Divisé en chapitres, qui s’attardent chacun sur le point de vue d’un personnage sur l’histoire d’Auggie (son professeur, son meilleur ami, sa sœur…), le film est un bijou de bonne humeur et parvient à évoquer des thématiques graves avec un regard neuf, humain et argumenté. Le rapport à la maladie, l’importance de l’amitié, mais également le harcèlement scolaire sont abordés avec finesse mais aussi beaucoup de délicatesse. Le réalisateur ne se positionne pas en moralisateur, en accusateur, mais essaye de faire comprendre la souffrance des uns lorsqu’ils sont confrontés à d’autres. L’apitoiement n’est ici pas de rigueur, et la leçon de vie que transmet le long métrage ne peut qu’éveiller les consciences sans susciter cet agacement et cette susceptibilité qu’il est fréquent de manifester lorsque l’on nous expose nos erreurs. 

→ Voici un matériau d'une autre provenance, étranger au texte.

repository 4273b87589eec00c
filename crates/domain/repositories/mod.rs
pub mod categories;
pub mod errors;
pub mod item_types;
pub mod items;
pub mod payments;
pub mod purchases;
pub mod sales;
pub mod users;
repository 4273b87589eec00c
pub mod default_routers;
pub mod error_responses;
pub mod http_serve;
pub mod routers;
pub mod categories;
pub mod item_types;
pub mod items;
pub mod navbar;
pub mod payments;
pub mod purchases;
pub mod sales;
pub mod users;
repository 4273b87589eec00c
use chrono::{DateTime, Utc};
use diesel::prelude::*;
use uuid::Uuid;

use crate::infra::db::postgres::schema::items;

#[derive(Debug, Clone, Identifiable, Selectable, Queryable)]
#[diesel(table_name = items)]
pub struct ItemEntity {
    pub id: Uuid,
    pub name: String,
    pub description: String,
    pub price: f64,
    pub type_id: Uuid,
    pub category_id: Uuid,
    pub stock: Option<i32>,
    pub created_by: Uuid,
    pub updated_by: Option<Uuid>,
    pub created_at: DateTime<Utc>,
    pub updated_at: DateTime<Utc>,
}

#[derive(Debug, Clone, Insertable)]
#[diesel(table_name = items)]
pub struct InsertItemEntity {
    pub name: String,
    pub description: String,
    pub price: f64,
    pub type_id: Uuid,
    pub category_id: Uuid,
    pub stock: Option<i32>,
    pub created_by: Uuid,
}

#[derive(Debug, Clone, AsChangeset)]
#[diesel(table_name = items)]
pub struct UpdateItemEntity {
    pub name: Option<String>,
    pub description: Option<String>,
    pub price: Option<f64>,
    pub type_id: Option<Uuid>,
    pub category_id: Option<Uuid>,
    pub stock: Option<i32>,
    pub updated_by: Uuid,
    pub updated_at: DateTime<Utc>,
}
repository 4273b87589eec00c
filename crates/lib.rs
pub mod domain;
pub mod infra;
pub mod observability;
pub mod payments;
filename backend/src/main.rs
use anyhow::Result;
use backend::axum_http::http_serve;
use backend::config::config_loader;
use crates::infra::db::postgres::postgres_connection;
use std::sync::Arc;
use tracing::{error, info};

#[tokio::main]
async fn main() {
    if let Err(error) = run().await {
        error!("Backend exited with error: {:#}", error);
        std::process::exit(1);
    }
}

async fn run() -> Result<()> {
    dotenvy::dotenv().ok();
    crates::observability::init_observability("backend")?;

    let dotenvy_env = config_loader::load()?;
    info!(stage = %dotenvy_env.stage, "ENV has been loaded");

    let postgres_pool = postgres_connection::establish_connection(&dotenvy_env.database.url)?;
    info!("Postgres connection has been established");

    http_serve::start(Arc::new(dotenvy_env), Arc::new(postgres_pool)).await?;

    Ok(())
}
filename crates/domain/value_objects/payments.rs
use chrono::{DateTime, Utc};
use serde::{Deserialize, Serialize};
use uuid::Uuid;

use crate::domain::{
    entities::payments::PaymentEntity,
    value_objects::line_items::{LineItem, LineItemInput},
};

#[derive(Debug, Clone, Serialize, Deserialize, PartialEq)]
pub struct PaymentModel {
    pub id: Uuid,
    pub user_id: Option<Uuid>,
    pub items: Vec<LineItem>,
    pub amount: f64,
    pub currency: String,
    pub preference_id: String,
    pub payment_id: Option<String>,
    pub status: String,
    pub payer_email: Option<String>,
    pub external_reference: Option<String>,
    pub created_by: Uuid,
    pub updated_by: Option<String>,
    pub created_at: DateTime<Utc>,
    pub updated_at: DateTime<Utc>,
}

impl From<PaymentEntity> for PaymentModel {
    fn from(entity: PaymentEntity) -> Self {
        Self {
            id: entity.id,
            user_id: entity.user_id,
            items: entity.items,
            amount: entity.amount,
            currency: entity.currency,
            preference_id: entity.preference_id,
            payment_id: entity.payment_id,
            status: entity.status,
            payer_email: entity.payer_email,
            external_reference: entity.external_reference,
            created_by: entity.created_by,
            updated_by: entity.updated_by,
            created_at: entity.created_at,
            updated_at: entity.updated_at,
        }
    }
}

#[derive(Debug, Clone, Default, Serialize, Deserialize, PartialEq)]
pub struct PayerModel {
    #[serde(default)]
    pub email: Option<String>,
    #[serde(default)]
    pub name: Option<String>,
    #[serde(default)]
    pub surname: Option<String>,
}

#[derive(Debug, Clone, Default, Deserialize)]
pub struct CreatePreferenceModel {
    #[serde(default)]
    pub items: Vec<LineItemInput>,
    #[serde(default)]
    pub payer: Option<PayerModel>,
}

#[derive(Debug, Clone, Serialize)]
pub struct PreferenceCreatedModel {
    pub preference_id: String,
    pub redirect_url: String,
    pub payment: PaymentModel,
}

#[derive(Debug, Clone, Default, Deserialize)]
pub struct UpdatePaymentModel {
    #[serde(default)]
    pub status: Option<String>,
    #[serde(default)]
    pub items: Option<Vec<LineItemInput>>,
    #[serde(default)]
    pub payer_email: Option<String>,
}

#[derive(Debug, Clone, Default, Deserialize)]
pub struct ListPaymentsQuery {
    #[serde(default)]
    pub status: Option<String>,
    #[serde(default)]
    pub user_id: Option<Uuid>,
    #[serde(default)]
    pub page: Option<i64>,
    #[serde(default)]
    pub limit: Option<i64>,
}

#[derive(Debug, Clone, Default, PartialEq)]
pub struct PaymentsFilter {
    pub status: Option<String>,
    pub user_id: Option<Uuid>,
}

#[derive(Debug, Clone, Default, Deserialize)]
pub struct ConfirmPaymentQuery {
    #[serde(default)]
    pub payment_id: Option<String>,
}

/// Result of applying a gateway charge to local state. Never an error.
#[derive(Debug, Clone, Serialize, PartialEq)]
#[serde(tag = "outcome", rename_all = "snake_case")]
pub enum ReconcileOutcome {
    NoPaymentId,
    NoPreferenceId,
    PaymentNotFound { preference_id: String },
    Updated {
        payment: PaymentModel,
        status: String,
        fulfilled: bool,
    },
    Failed { reason: String },
}

impl ReconcileOutcome {
    pub fn payment(&self) -> Option<&PaymentModel> {
        match self {
            ReconcileOutcome::Updated { payment, .. } => Some(payment),
            _ => None,
        }
    }

    pub fn tag(&self) -> &'static str {
        match self {
            ReconcileOutcome::NoPaymentId => "no_payment_id",
            ReconcileOutcome::NoPreferenceId => "no_preference_id",
            ReconcileOutcome::PaymentNotFound { .. } => "payment_not_found",
            ReconcileOutcome::Updated { .. } => "updated",
            ReconcileOutcome::Failed { .. } => "failed",
        }
    }

    pub fn message(&self) -> &'static str {
        match self {
            ReconcileOutcome::NoPaymentId => "Webhook received: no payment id",
            ReconcileOutcome::NoPreferenceId => "Webhook received: no preference id",
            ReconcileOutcome::PaymentNotFound { .. } => "Webhook received: payment not found",
            ReconcileOutcome::Updated { .. } => "Webhook processed",
            ReconcileOutcome::Failed { .. } => "Webhook received: processing failed",
        }
    }
}

#[derive(Debug, Clone, Serialize, PartialEq)]
pub struct WebhookAckModel {
    pub received: bool,
    pub outcome: &'static str,
    #[serde(skip)]
    pub message: &'static str,
    #[serde(skip_serializing_if = "Option::is_none")]
    pub payment: Option<PaymentModel>,
}

impl From<ReconcileOutcome> for WebhookAckModel {
    fn from(outcome: ReconcileOutcome) -> Self {
        Self {
            received: true,
            outcome: outcome.tag(),
            message: outcome.message(),
            payment: outcome.payment().cloned(),
        }
    }
}

pub fn normalize_payer_email(value: &str) -> Option<String> {
    let email = value.trim().to_lowercase();
    (!email.is_empty()).then_some(email)
}
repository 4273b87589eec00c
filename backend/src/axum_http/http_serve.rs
use crate::{
    auth::JwtKeys,
    axum_http::{default_routers, error_responses, routers},
    config::config_model::DotEnvyConfig,
};
use anyhow::Result;
use axum::{
    Extension, Router,
    http::{
        HeaderValue, Method,
        header::{AUTHORIZATION, CONTENT_TYPE},
    },
    routing::get,
};
use crates::infra;
use infra::db::postgres::postgres_connection::PgPoolSquad;
use std::{net::SocketAddr, sync::Arc, time::Duration};
use tokio::net::TcpListener;
use tower_http::{
    cors::{AllowOrigin, CorsLayer},
    limit::RequestBodyLimitLayer,
    timeout::TimeoutLayer,
    trace::TraceLayer,
};
use tracing::{info, warn};

const LOCAL_ORIGINS: [&str; 4] = [
    "http://localhost:4200",
    "http://127.0.0.1:4200",
    "http://localhost:3000",
    "http://127.0.0.1:3000",
];

pub async fn start(config: Arc<DotEnvyConfig>, db_pool: Arc<PgPoolSquad>) -> Result<()> {
    error_responses::configure_error_detail(config.stage);

    let jwt_keys = Arc::new(JwtKeys::new(
        &config.jwt.secret,
        config.jwt.access_ttl_minutes,
        config.jwt.refresh_ttl_hours,
    ));

    let app = Router::new()
        .fallback(default_routers::not_found)
        .nest(
            "/api/users",
            routers::users::routes(Arc::clone(&db_pool), Arc::clone(&jwt_keys)),
        )
        .nest("/api/types", routers::item_types::routes(Arc::clone(&db_pool)))
        .nest(
            "/api/categories",
            routers::categories::routes(Arc::clone(&db_pool)),
        )
        .nest("/api/items", routers::items::routes(Arc::clone(&db_pool)))
        .nest("/api/sales", routers::sales::routes(Arc::clone(&db_pool)))
        .nest(
            "/api/purchases",
            routers::purchases::routes(Arc::clone(&db_pool)),
        )
        .nest(
            "/api/payments",
            routers::payments::routes(Arc::clone(&db_pool), Arc::clone(&config))?,
        )
        .nest("/api/navbar", routers::navbar::routes())
        .route("/api/health-check", get(default_routers::health_check))
        .layer(Extension(jwt_keys))
        .layer(TimeoutLayer::new(Duration::from_secs(
            config.backend_server.timeout,
        )))
        .layer(RequestBodyLimitLayer::new(
            (config.backend_server.body_limit * 1024 * 1024).try_into()?,
        ))
        .layer(
            CorsLayer::new()
                .allow_methods([
                    Method::GET,
                    Method::POST,
                    Method::PATCH,
                    Method::PUT,
                    Method::DELETE,
                ])
                .allow_headers([AUTHORIZATION, CONTENT_TYPE])
                .allow_origin(allowed_origins(&config)),
        )
        .layer(TraceLayer::new_for_http());

    let addr = SocketAddr::from(([0, 0, 0, 0], config.backend_server.port));
    let listener = TcpListener::bind(addr).await?;

    info!(stage = %config.stage, "Server is running on port {}", config.backend_server.port);
    axum::serve(listener, app)
        .with_graceful_shutdown(shutdown_signal())
        .await?;

    Ok(())
}

/// Local dev origins, the front-end URL and `ALLOWED_ORIGINS`.
fn allowed_origins(config: &DotEnvyConfig) -> AllowOrigin {
    let origins: Vec<HeaderValue> = LOCAL_ORIGINS
        .iter()
        .map(|origin| origin.to_string())
        .chain(
            config
                .public_urls
                .front_url
                .iter()
                .map(|url| url.trim_end_matches('/').to_string()),
        )
        .chain(config.backend_server.allowed_origins.iter().cloned())
        .filter_map(|origin| match HeaderValue::from_str(&origin) {
            Ok(value) => Some(value),
            Err(_) => {
                warn!(%origin, "http: ignoring invalid CORS origin");
                None
            }
        })
        .collect();

    AllowOrigin::list(origins)
}

async fn shutdown_signal() {
    if let Err(err) = tokio::signal::ctrl_c().await {
        warn!(error = %err, "Failed to install CTRL+C signal handler");
        std::future::pending::<()>().await;
    }
    info!("Received ctrl+C signal");
}
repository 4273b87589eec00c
use chrono::{DateTime, Utc};
use diesel::prelude::*;
use uuid::Uuid;

use crate::infra::db::postgres::schema::categories;

#[derive(Debug, Clone, Identifiable, Selectable, Queryable)]
#[diesel(table_name = categories)]
pub struct CategoryEntity {
    pub id: Uuid,
    pub name: String,
    pub slug: String,
    pub type_id: Uuid,
    pub created_by: Uuid,
    pub updated_by: Option<Uuid>,
    pub created_at: DateTime<Utc>,
    pub updated_at: DateTime<Utc>,
}

#[derive(Debug, Clone, Insertable)]
#[diesel(table_name = categories)]
pub struct InsertCategoryEntity {
    pub name: String,
    pub slug: String,
    pub type_id: Uuid,
    pub created_by: Uuid,
}

#[derive(Debug, Clone, AsChangeset)]
#[diesel(table_name = categories)]
pub struct UpdateCategoryEntity {
    pub name: Option<String>,
    pub slug: Option<String>,
    pub type_id: Option<Uuid>,
    pub updated_by: Uuid,
    pub updated_at: DateTime<Utc>,
}
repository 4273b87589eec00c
use chrono::{DateTime, Utc};
use diesel::prelude::*;
use uuid::Uuid;

use crate::{
    domain::value_objects::line_items::LineItem,
    infra::db::postgres::schema::sales,
};

#[derive(Debug, Clone, PartialEq)]
pub struct SaleEntity {
    pub id: Uuid,
    pub preference_id: Option<String>,
    pub payment_id: Option<String>,
    pub user_id: Uuid,
    pub items: Vec<LineItem>,
    pub subtotal: f64,
    pub taxes: f64,
    pub total: f64,
    pub currency: String,
    pub payer_email: Option<String>,
    pub status: String,
    pub payment_status: String,
    pub payment_provider: String,
    pub notes: Option<String>,
    pub created_at: DateTime<Utc>,
    pub updated_at: DateTime<Utc>,
}

#[derive(Debug, Clone, Identifiable, Selectable, Queryable)]
#[diesel(table_name = sales)]
pub struct SaleRow {
    pub id: Uuid,
    pub preference_id: Option<String>,
    pub payment_id: Option<String>,
    pub user_id: Uuid,
    pub items: serde_json::Value,
    pub subtotal: f64,
    pub taxes: f64,
    pub total: f64,
    pub currency: String,
    pub payer_email: Option<String>,
    pub status: String,
    pub payment_status: String,
    pub payment_provider: String,
    pub notes: Option<String>,
    pub created_at: DateTime<Utc>,
    pub updated_at: DateTime<Utc>,
}

impl From<SaleRow> for SaleEntity {
    fn from(value: SaleRow) -> Self {
        Self {
            id: value.id,
            preference_id: value.preference_id,
            payment_id: value.payment_id,
            user_id: value.user_id,
            items: serde_json::from_value(value.items).unwrap_or_default(),
            subtotal: value.subtotal,
            taxes: value.taxes,
            total: value.total,
            currency: value.currency,
            payer_email: value.payer_email,
            status: value.status,
            payment_status: value.payment_status,
            payment_provider: value.payment_provider,
            notes: value.notes,
            created_at: value.created_at,
            updated_at: value.updated_at,
        }
    }
}

#[derive(Debug, Clone, PartialEq, Insertable)]
#[diesel(table_name = sales)]
pub struct InsertSaleEntity {
    pub preference_id: Option<String>,
    pub payment_id: Option<String>,
    pub user_id: Uuid,
    pub items: serde_json::Value,
    pub subtotal: f64,
    pub taxes: f64,
    pub total: f64,
    pub currency: String,
    pub payer_email: Option<String>,
    pub status: String,
    pub payment_status: String,
    pub payment_provider: String,
    pub notes: Option<String>,
}

/// The three columns the revenue metrics are computed from.
#[derive(Debug, Clone, PartialEq, Queryable)]
pub struct SaleMetricRow {
    pub created_at: DateTime<Utc>,
    pub total: f64,
    pub payment_status: String,
}
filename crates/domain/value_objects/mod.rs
pub mod acks;
pub mod categories;
pub mod enums;
pub mod item_types;
pub mod items;
pub mod line_items;
pub mod navbar;
pub mod pagination;
pub mod payments;
pub mod purchases;
pub mod sales;
pub mod slugs;
pub mod users;
use chrono::{DateTime, Utc};
use diesel::prelude::*;
use uuid::Uuid;

use crate::infra::db::postgres::schema::users;

#[derive(Debug, Clone, Identifiable, Selectable, Queryable)]
#[diesel(table_name = users)]
pub struct UserEntity {
    pub id: Uuid,
    pub username: String,
    pub email: String,
    pub password_hash: String,
    pub role: String,
    pub created_by: String,
    pub updated_by: Option<String>,
    pub created_at: DateTime<Utc>,
    pub updated_at: DateTime<Utc>,
}

#[derive(Debug, Clone, Insertable)]
#[diesel(table_name = users)]
pub struct InsertUserEntity {
    pub username: String,
    pub email: String,
    pub password_hash: String,
    pub role: String,
    pub created_by: String,
}

#[derive(Debug, Clone, Default, AsChangeset)]
#[diesel(table_name = users)]
pub struct UpdateUserEntity {
    pub username: Option<String>,
    pub email: Option<String>,
    pub role: Option<String>,
    pub updated_by: Option<String>,
    pub updated_at: Option<DateTime<Utc>>,
}
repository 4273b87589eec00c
mod config;

use anyhow::Result;
use config::ObservabilityConfig;
use tracing::{info, warn};
use tracing_subscriber::EnvFilter;
use tracing_subscriber::layer::SubscriberExt;
use tracing_subscriber::util::SubscriberInitExt;

pub fn init_observability(component: &str) -> Result<()> {
    let config = ObservabilityConfig::from_env(component);

    // RUST_LOG wins, LOG_LEVEL is the fallback directive.
    let env_filter = EnvFilter::try_from_default_env()
        .unwrap_or_else(|_| EnvFilter::new(&config.default_directive));

    // Local time so deployments with TZ set log their own offset instead of `Z`.
    let fmt_layer = tracing_subscriber::fmt::layer()
        .with_timer(tracing_subscriber::fmt::time::ChronoLocal::rfc_3339());

    tracing_subscriber::registry()
        .with(fmt_layer)
        .with(env_filter)
        .try_init()?;

    for warning in &config.warnings {
        warn!(
            service = %config.service_context.service_name,
            environment = %config.service_context.environment,
            component = %config.service_context.component,
            warning = %warning,
            "Observability config warning"
        );
    }

    info!(
        service = %config.service_context.service_name,
        environment = %config.service_context.environment,
        component = %config.service_context.component,
        "Observability initialized"
    );

    Ok(())
}
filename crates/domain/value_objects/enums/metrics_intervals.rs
use serde::{Deserialize, Serialize};

#[derive(Default, Debug, Clone, Copy, Serialize, Deserialize, PartialEq, Eq)]
#[serde(rename_all = "lowercase")]
pub enum MetricsInterval {
    #[default]
    Day,
    Week,
    Month,
}

impl MetricsInterval {
    /// chrono format string used to label a bucket. Weeks use ISO week-numbering years.
    pub fn bucket_format(&self) -> &'static str {
        match self {
            MetricsInterval::Day => "%Y-%m-%d",
            MetricsInterval::Week => "%G-%V",
            MetricsInterval::Month => "%Y-%m",
        }
    }
}
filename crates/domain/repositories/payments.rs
use anyhow::Result;
use async_trait::async_trait;
use mockall::automock;
use uuid::Uuid;

use crate::domain::{
    entities::payments::{
        GatewayPaymentUpdateEntity, InsertPaymentEntity, PaymentEntity, UpdatePaymentEntity,
    },
    value_objects::{pagination::Pagination, payments::PaymentsFilter},
};

#[automock]
#[async_trait]
pub trait PaymentRepository {
    async fn create(&self, payment: InsertPaymentEntity) -> Result<PaymentEntity>;
    async fn find_by_id(&self, payment_id: Uuid) -> Result<Option<PaymentEntity>>;
    async fn list(
        &self,
        filter: PaymentsFilter,
        pagination: Pagination,
    ) -> Result<(Vec<PaymentEntity>, i64)>;
    async fn update(
        &self,
        payment_id: Uuid,
        changes: UpdatePaymentEntity,
    ) -> Result<Option<PaymentEntity>>;
    /// Single conditional update keyed by preference id. `None` when no payment
    /// carries that preference.
    async fn apply_gateway_update(
        &self,
        preference_id: &str,
        changes: GatewayPaymentUpdateEntity,
    ) -> Result<Option<PaymentEntity>>;
}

Deux mondes se conjuguent : ceux des enfants et des adultes, afin de mettre en lumière l’importance capitale de l’éducation dans l’acceptation d’enfants comme Auggie. 
Éduquer l’attitude, le regard, est peut-être la première étape pour permettre à ces élèves de mieux vivre avec leur handicap, leur maladie ou leur "différence" - le mot étant ici enfin un compliment, et non une accusation.